Jewish Christians were among the earliest followers of Jesus and an important part of Judean society during the mid- to late 1st century. This movement was centered in Jerusalem (possibly in the Cenacle) and led by James the Just. They held faithfully to the Torah and Jewish law (which was still somewhat fluid in this time period), including acceptance of Gentile converts possibly based on a version of the Noachide laws (Acts 15 and Acts 21). According to a tradition recorded by Eusebius and Epiphanius, the Jerusalem church fled to Pella at the outbreak of the Great Jewish Revolt (AD 66–70) (see: Flight to Pella).
Disputes over the Mosaic law generated intense controversy in early Christianity. This is particularly notable in the mid-1st century, when the circumcision controversy came to the fore.
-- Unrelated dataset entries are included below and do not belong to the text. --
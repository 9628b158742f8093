use super::*;
use serial_test::serial;
use std::env;
use std::path::PathBuf;
use std::time::Duration;

fn with_env_vars<F, R>(vars: &[(&str, &str)], f: F) -> R
where
    F: FnOnce() -> R,
{
    // SAFETY: Test code only, we accept the thread-safety risk in tests.
    for (key, value) in vars {
        unsafe { env::set_var(key, value) };
    }

    let result = f();

    // SAFETY: Test code only, we accept the thread-safety risk in tests.
    for (key, _) in vars {
        unsafe { env::remove_var(key) };
    }

    result
}

fn clear_medguard_env() {
    // SAFETY: Test code only, we accept the thread-safety risk in tests.
    unsafe {
        env::remove_var("MEDGUARD_QDRANT_URL");
        env::remove_var("MEDGUARD_COLLECTION");
        env::remove_var("MEDGUARD_GROUND_TRUTH_PATH");
        env::remove_var("MEDGUARD_GOLDEN_PATH");
        env::remove_var("MEDGUARD_QUERY_TIMEOUT_MS");
        env::remove_var("MEDGUARD_HYBRID_ALPHA");
        env::remove_var("MEDGUARD_TOP_K");
    }
}

#[test]
fn test_default_config() {
    let config = Config::default();

    assert_eq!(config.qdrant_url, "http://localhost:6334");
    assert_eq!(config.collection_name, "medicines");
    assert!(config.ground_truth_path.is_none());
    assert!(config.golden_path.is_none());
    assert_eq!(config.query_timeout, Duration::from_millis(1500));
    assert!((config.hybrid_alpha - 0.75).abs() < f32::EPSILON);
    assert_eq!(config.top_k, 5);
}

#[test]
fn test_default_config_validates() {
    assert!(Config::default().validate().is_ok());
}

#[test]
#[serial]
fn test_from_env_with_defaults() {
    clear_medguard_env();

    let config = Config::from_env().expect("should parse with defaults");

    assert_eq!(config.qdrant_url, DEFAULT_QDRANT_URL);
    assert_eq!(config.top_k, 5);
}

#[test]
#[serial]
fn test_from_env_overrides() {
    clear_medguard_env();

    with_env_vars(
        &[
            ("MEDGUARD_QDRANT_URL", "http://qdrant.internal:6334"),
            ("MEDGUARD_COLLECTION", "formulary"),
            ("MEDGUARD_QUERY_TIMEOUT_MS", "250"),
            ("MEDGUARD_HYBRID_ALPHA", "0.6"),
            ("MEDGUARD_TOP_K", "12"),
            ("MEDGUARD_GOLDEN_PATH", "/srv/medguard/golden.json"),
        ],
        || {
            let config = Config::from_env().expect("should parse");

            assert_eq!(config.qdrant_url, "http://qdrant.internal:6334");
            assert_eq!(config.collection_name, "formulary");
            assert_eq!(config.query_timeout, Duration::from_millis(250));
            assert!((config.hybrid_alpha - 0.6).abs() < 1e-6);
            assert_eq!(config.top_k, 12);
            assert_eq!(
                config.golden_path,
                Some(PathBuf::from("/srv/medguard/golden.json"))
            );
        },
    );
}

#[test]
#[serial]
fn test_blank_optional_path_is_none() {
    clear_medguard_env();

    with_env_vars(&[("MEDGUARD_GROUND_TRUTH_PATH", "   ")], || {
        let config = Config::from_env().expect("should parse");
        assert!(config.ground_truth_path.is_none());
    });
}

#[test]
#[serial]
fn test_invalid_alpha_out_of_range() {
    clear_medguard_env();

    with_env_vars(&[("MEDGUARD_HYBRID_ALPHA", "1.5")], || {
        let err = Config::from_env().unwrap_err();
        assert!(matches!(err, ConfigError::InvalidAlpha { .. }));
        assert!(err.to_string().contains("between 0 and 1"));
    });
}

#[test]
#[serial]
fn test_invalid_alpha_not_number() {
    clear_medguard_env();

    with_env_vars(&[("MEDGUARD_HYBRID_ALPHA", "dense")], || {
        let err = Config::from_env().unwrap_err();
        assert!(matches!(err, ConfigError::FloatParseError { .. }));
    });
}

#[test]
#[serial]
fn test_invalid_timeout_zero() {
    clear_medguard_env();

    with_env_vars(&[("MEDGUARD_QUERY_TIMEOUT_MS", "0")], || {
        let err = Config::from_env().unwrap_err();
        assert!(matches!(err, ConfigError::InvalidTimeout { .. }));
    });
}

#[test]
#[serial]
fn test_invalid_top_k() {
    clear_medguard_env();

    with_env_vars(&[("MEDGUARD_TOP_K", "-3")], || {
        let err = Config::from_env().unwrap_err();
        assert!(matches!(err, ConfigError::IntParseError { .. }));
    });

    with_env_vars(&[("MEDGUARD_TOP_K", "0")], || {
        let err = Config::from_env().unwrap_err();
        assert!(matches!(err, ConfigError::InvalidTopK { .. }));
    });
}

#[test]
fn test_validate_missing_golden_path() {
    let config = Config {
        golden_path: Some(PathBuf::from("/nonexistent/golden.json")),
        ..Default::default()
    };

    let err = config.validate().unwrap_err();
    assert!(matches!(err, ConfigError::PathNotFound { .. }));
}

#[test]
fn test_validate_directory_is_not_a_file() {
    let dir = tempfile::tempdir().expect("create temp dir");
    let config = Config {
        ground_truth_path: Some(dir.path().to_path_buf()),
        ..Default::default()
    };

    let err = config.validate().unwrap_err();
    assert!(matches!(err, ConfigError::NotAFile { .. }));
}

#[test]
fn test_validate_rejects_blank_collection() {
    let config = Config {
        collection_name: "  ".to_string(),
        ..Default::default()
    };

    assert!(matches!(
        config.validate(),
        Err(ConfigError::MissingEnvVar { .. })
    ));
}
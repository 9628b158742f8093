//! Fallback cache.
//!
//! - [`golden`] intercepts known inputs by fingerprint before extraction.
//! - [`degraded`] sources candidates locally when hybrid retrieval is unavailable.

pub mod degraded;
mod error;
pub mod golden;


pub use degraded::{DegradedMatcher, local_score, search_terms};
pub use error::GoldenCacheError;
pub use golden::{GoldenLookup, GoldenResponses};
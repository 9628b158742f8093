//! Audit log compiler.
//!
//! Every guardrail rule that fires produces one [`AuditEntry`]. An [`AuditLog`]
//! is request-local: it is created per mention (or per request for workflow
//! events), never shared, and compiled into the `guardrail_logs` string array
//! once processing finishes. Entries are ordered by [`Phase`] and keep their
//! insertion order within a phase; the same rule application is recorded once.


use serde::Serialize;

/// Pipeline phases in execution order.
#[derive(Debug, Clone, Copy, PartialEq, Eq, PartialOrd, Ord, Hash, Serialize)]
#[serde(rename_all = "snake_case")]
pub enum Phase {
    Workflow,
    Normalize,
    PreMatch,
    Retrieval,
    PostMatch,
    Classification,
}

/// Every rule that can leave a trace in the audit log.
#[derive(Debug, Clone, Copy, PartialEq, Eq, Hash, Serialize)]
#[serde(rename_all = "snake_case")]
pub enum GuardrailRule {
    WorkflowStarted,
    GoldenCacheHit,
    WorkflowCompleted,
    LowercaseFields,
    FormAbbreviation,
    FrequencyAbbreviation,
    FormTokenLifted,
    VariantStripped,
    StrengthCleared,
    PrescriberPrior,
    CandidateDiscarded,
    DegradedRetrieval,
    NoCandidate,
    CombinationLock,
    FormPenalty,
    VariantMismatchPenalty,
    StrengthInjection,
    ConfidenceTier,
    ManualReview,
}

impl GuardrailRule {
    pub fn phase(&self) -> Phase {
        use GuardrailRule::*;
        match self {
            WorkflowStarted | GoldenCacheHit | WorkflowCompleted => Phase::Workflow,
            LowercaseFields | FormAbbreviation | FrequencyAbbreviation | FormTokenLifted => {
                Phase::Normalize
            }
            VariantStripped | StrengthCleared => Phase::PreMatch,
            PrescriberPrior | CandidateDiscarded | DegradedRetrieval | NoCandidate => {
                Phase::Retrieval
            }
            CombinationLock | FormPenalty | VariantMismatchPenalty | StrengthInjection => {
                Phase::PostMatch
            }
            ConfidenceTier | ManualReview => Phase::Classification,
        }
    }

    /// Default log line for the rule.
    pub fn message(&self) -> &'static str {
        use GuardrailRule::*;
        match self {
            WorkflowStarted => {
                "Workflow started: cache check -> extraction -> pre-match -> hybrid retrieval -> post-match"
            }
            GoldenCacheHit => "Workflow short-circuited by golden cache hit",
            WorkflowCompleted => "Workflow completed: grounded payload generated",
            LowercaseFields => "Normalization rule applied: lowercased extraction fields",
            FormAbbreviation => "Normalization rule applied for dosage form",
            FrequencyAbbreviation => "Normalization rule applied for frequency",
            FormTokenLifted => "Dosage form token moved from brand name to form",
            VariantStripped => "Variant token stripped from brand name",
            StrengthCleared => "Variant separation enforced: extracted strength cleared",
            PrescriberPrior => "Prescriber prior applied: score boost from history",
            CandidateDiscarded => "Candidate discarded: ground-truth record not found",
            DegradedRetrieval => "Vector index unavailable: degraded local retrieval engaged",
            NoCandidate => "No ground-truth record resolved: manual review required",
            CombinationLock => "Combination lock applied: product cannot be split.",
            FormPenalty => "Form mismatch penalty applied.",
            VariantMismatchPenalty => "Variant mismatch penalty applied.",
            StrengthInjection => "Official strength injected from ground truth.",
            ConfidenceTier => "Confidence classification computed",
            ManualReview => "Risk-based routing: manual review required",
        }
    }
}

/// One fired rule.
#[derive(Debug, Clone, PartialEq, Eq, Hash, Serialize)]
pub struct AuditEntry {
    pub rule: GuardrailRule,
    pub message: String,
}

impl AuditEntry {
    /// Entry carrying the rule's default message.
    pub fn new(rule: GuardrailRule) -> Self {
        Self {
            rule,
            message: rule.message().to_string(),
        }
    }

    /// Entry whose message carries application-specific detail.
    pub fn with_detail(rule: GuardrailRule, detail: impl AsRef<str>) -> Self {
        Self {
            rule,
            message: format!("{}: {}", rule.message().trim_end_matches('.'), detail.as_ref()),
        }
    }

    pub fn phase(&self) -> Phase {
        self.rule.phase()
    }
}

/// Ordered, deduplicated trail of fired rules.
#[derive(Debug, Clone, Default, PartialEq)]
pub struct AuditLog {
    entries: Vec<AuditEntry>,
}

impl AuditLog {
    pub fn new() -> Self {
        Self::default()
    }

    /// Records an entry. Returns `false` if this exact application was already recorded.
    pub fn record(&mut self, entry: AuditEntry) -> bool {
        if self.entries.contains(&entry) {
            return false;
        }
        self.entries.push(entry);
        true
    }

    /// Records the rule with its default message.
    pub fn fire(&mut self, rule: GuardrailRule) -> bool {
        self.record(AuditEntry::new(rule))
    }

    pub fn extend(&mut self, entries: impl IntoIterator<Item = AuditEntry>) {
        for entry in entries {
            self.record(entry);
        }
    }

    pub fn contains(&self, rule: GuardrailRule) -> bool {
        self.entries.iter().any(|e| e.rule == rule)
    }

    pub fn entries(&self) -> &[AuditEntry] {
        &self.entries
    }

    pub fn len(&self) -> usize {
        self.entries.len()
    }

    pub fn is_empty(&self) -> bool {
        self.entries.is_empty()
    }

    /// Orders entries by phase (stable within a phase) and renders the log lines.
    pub fn compile(mut self) -> Vec<String> {
        self.entries.sort_by_key(AuditEntry::phase);
        self.entries.into_iter().map(|e| e.message).collect()
    }

    /// Renders the log lines in recording order (request-level events).
    pub fn compile_chronological(self) -> Vec<String> {
        self.entries.into_iter().map(|e| e.message).collect()
    }
}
The issue was addressed at the Council of Jerusalem where Paul made an argument that circumcision was not a necessary practice, vocally supported by Peter, as documented in Acts 15. This position received widespread support and was summarized in a letter circulated in Antioch. Four years after the Council of Jerusalem, Paul wrote to the Galatians about the issue, which had become a serious controversy in their region. According to Alister McGrath, Paul considered it a great threat to his doctrine of salvation through faith in Jesus and addressed the issue with great detail in Galatians 3.
There was a slowly growing chasm between Christians and Jews, rather than a sudden split. However, certain events are perceived as pivotal in the growing rift between Christianity and Judaism. The Council of Jamnia c. 85 is often stated to have condemned all who claimed the Messiah had already come, and Christianity in particular. However, the formulated prayer in question (birkat ha-minim) is considered by other scholars to be unremarkable in the history of Jewish and Christian relations. There is a paucity of evidence for Jewish persecution of "heretics" in general, or Christians in particular, in the period between 70 and 135. It is probable that the condemnation of Jamnia included many groups, of which the Christians were but one, and did not necessarily mean excommunication. That some of the later church fathers only recommended against synagogue attendance makes it improbable that an anti-Christian prayer was a common part of the synagogue liturgy. Jewish Christians continued to worship in synagogues for centuries. The true end of ancient Jewish Christianity occurred only in the 5th century. Gentile Christianity remained the sole strand of orthodoxy and imposed itself on the previously Jewish Christian sanctuaries, taking full control of those houses of worship by the end of the 5th century.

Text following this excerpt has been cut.